L’OSSERVATORE ROMANO, 28 de septiembre del 1994.

1. En las catequesis eclesiológicas que estamos realizando desde hace algún tiempo, hemos presentado varias veces a la Iglesia como pueblo sacerdotal, es decir, compuesto de personas que participan en el sacerdocio de Cristo, como estado de consagración a Dios y ejercicio del culto perfecto y definitivo que él rinde al Padre en nombre de toda la humanidad. Eso se lleva a cabo gracias al bautismo que inserta al creyente en el Cuerpo místico de Cristo, capacitándolo -casi ex officio y, podríamos decir, de modo institucional- para reproducir en sí mismo la condición de sacerdote y víctima (sacerdos et hostia) de la Cabeza (cf. Santo Tomás, Summa Theol., III, q. 63, a.3 in c. y ad 2; a. 6)

Cualquier otro sacramento, y especialmente la confirmación, perfecciona ese estado espiritual del creyente, y el sacramento del orden confiere también el poder de actuar ministerialmente como instrumento de Cristo al anunciar la Palabra, al renovar el sacrificio de la cruz y al perdonar los pecados.

2. Para aclarar mejor esta consagración del pueblo de Dios, queremos ahora abordar otro capítulo fundamental de la eclesiología, al que en nuestro tiempo se la prestado cada vez más importancia bajo el aspecto teológico y espiritual.
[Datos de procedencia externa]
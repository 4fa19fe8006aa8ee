// SPDX-License-Identifier: MIT
// Copyright 2026 Roland Dreier <roland@rolandd.dev>

//! View models: the data layer the screens read from.

pub mod activity;
pub mod social;

pub use activity::{ActivityData, FeedFilter};
pub use social::SocialData;
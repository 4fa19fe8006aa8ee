//! User profile model and the auth endpoint wire mapping.

use chrono::{DateTime, Utc};
use serde::{Deserialize, Serialize};

/// Authenticated user profile as held by the client.
#[derive(Debug, Clone, PartialEq, Serialize, Deserialize)]
pub struct User {
    pub id: String,
    /// Immutable after creation
    pub username: String,
    pub display_name: String,
    /// When the account was created (absent on some older accounts)
    pub created_at: Option<DateTime<Utc>>,
}

/// User as the auth endpoints serialize it (snake_case fields).
#[derive(Debug, Clone, Deserialize)]
pub struct UserWire {
    pub id: String,
    pub username: String,
    #[serde(default)]
    pub display_name: Option<String>,
    #[serde(default)]
    pub created_at: Option<DateTime<Utc>>,
}

impl From<UserWire> for User {
    fn from(wire: UserWire) -> Self {
        // Accounts registered without a display name fall back to the
        // username for display.
        let display_name = wire
            .display_name
            .filter(|name| !name.is_empty())
            .unwrap_or_else(|| wire.username.clone());

        Self {
            id: wire.id,
            username: wire.username,
            display_name,
            created_at: wire.created_at,
        }
    }
}

/// `{user, token}` payload returned by the login and register endpoints.
#[derive(Debug, Deserialize)]
pub struct AuthPayload {
    pub user: UserWire,
    pub token: String,
}
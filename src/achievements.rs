// SPDX-License-Identifier: MIT
// Copyright 2026 Roland Dreier <roland@rolandd.dev>

//! Achievement catalog and unlock detection.
//!
//! Achievements derive purely from the aggregate stats snapshot. The set
//! of already-celebrated ids is remembered in device storage so each
//! unlock is announced exactly once.

use crate::models::stats::Stats;
use crate::storage::SessionStore;
use std::sync::Arc;

/// Storage key remembering which achievement ids were already celebrated.
const UNLOCKED_KEY: &str = "unlocked_achievements";

/// What an achievement gates on.
#[derive(Debug, Clone, Copy, PartialEq, Eq)]
enum Threshold {
    /// Minimum all-time entry count
    Total(u32),
    /// Minimum longest consecutive-day streak
    Streak(u32),
}

/// One achievement definition with its unlock state.
#[derive(Debug, Clone, PartialEq, Eq)]
pub struct Achievement {
    pub id: &'static str,
    pub name: &'static str,
    pub emoji: &'static str,
    pub description: &'static str,
    pub unlocked: bool,
}

const DEFINITIONS: &[(&str, &str, &str, &str, Threshold)] = &[
    ("first", "Baptism", "🎉", "Log your first one", Threshold::Total(1)),
    ("streak3", "Active Volcano", "🌋", "Keep a 3-day streak", Threshold::Streak(3)),
    ("streak7", "Well-Oiled Machine", "⚙️", "Keep a 7-day streak", Threshold::Streak(7)),
    ("streak30", "Throne King", "👑", "Keep a 30-day streak", Threshold::Streak(30)),
    ("total10", "Beginner", "🐣", "Log 10 in total", Threshold::Total(10)),
    ("total50", "Restroom Veteran", "🎖️", "Log 50 in total", Threshold::Total(50)),
    ("total100", "Golden Throne", "🏆", "Log 100 in total", Threshold::Total(100)),
    ("total500", "Living Legend", "🐐", "Log 500 in total", Threshold::Total(500)),
    ("streak14", "Iron Gut", "💪", "Keep a 14-day streak", Threshold::Streak(14)),
];

/// Full catalog with unlock state computed from the given stats.
pub fn catalog(stats: Option<&Stats>) -> Vec<Achievement> {
    DEFINITIONS
        .iter()
        .map(|&(id, name, emoji, description, threshold)| {
            let unlocked = match (threshold, stats) {
                (_, None) => false,
                (Threshold::Total(n), Some(s)) => s.all_time >= n,
                (Threshold::Streak(n), Some(s)) => s.longest_streak >= n,
            };
            Achievement {
                id,
                name,
                emoji,
                description,
                unlocked,
            }
        })
        .collect()
}

/// Tracks which unlocks have already been celebrated.
pub struct AchievementLedger {
    store: Arc<dyn SessionStore>,
}

impl AchievementLedger {
    pub fn new(store: Arc<dyn SessionStore>) -> Self {
        Self { store }
    }

    /// Diff the currently unlocked achievements against the remembered
    /// set, persist the union, and return what is newly unlocked (in
    /// catalog order) for the caller to celebrate.
    pub fn newly_unlocked(&self, stats: &Stats) -> Vec<Achievement> {
        let previous = self.load_ids();
        let unlocked: Vec<Achievement> = catalog(Some(stats))
            .into_iter()
            .filter(|a| a.unlocked)
            .collect();

        let fresh: Vec<Achievement> = unlocked
            .iter()
            .filter(|a| !previous.iter().any(|p| p == a.id))
            .cloned()
            .collect();

        if !fresh.is_empty() {
            let ids: Vec<&str> = unlocked.iter().map(|a| a.id).collect();
            match serde_json::to_string(&ids) {
                Ok(raw) => {
                    if let Err(err) = self.store.set(UNLOCKED_KEY, &raw) {
                        tracing::warn!(error = %err, "Failed to persist unlocked achievements");
                    }
                }
                Err(err) => tracing::warn!(error = %err, "Failed to encode unlocked achievements"),
            }
        }

        fresh
    }

    fn load_ids(&self) -> Vec<String> {
        match self.store.get(UNLOCKED_KEY) {
            Ok(Some(raw)) => serde_json::from_str(&raw).unwrap_or_default(),
            Ok(None) => Vec::new(),
            Err(err) => {
                tracing::warn!(error = %err, "Failed to read unlocked achievements");
                Vec::new()
            }
        }
    }
}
Se trata de la vida consagrada, que muchos discípulos de Cristo abrazan como forma especialmente elevada, intensa y comprometida de vivir las exigencias del bautismo en el camino de una caridad eminente, fuente de perfección y de santidad.

El Concilio Vaticano II, heredero de la tradición teológica y espiritual de dos milenios de cristianismo, ha puesto de relieve el valor de la vida consagrada, que -conforme a las exhortaciones evangélicas- se concretiza en la práctica de «la castidad consagrada a Dios, la pobreza y la obediencia», que se llaman precisamente «consejos evangélicos» (cf. Lumen gentium, 43). El Concilio los define una manifestación espontánea de la acción soberana del Espíritu Santo, que desde el principio suscita un gran florecimiento de almas generosas, impulsadas por el deseo le perfección y de entrega por el bien de todo el cuerpo de Cristo (cf. ib.).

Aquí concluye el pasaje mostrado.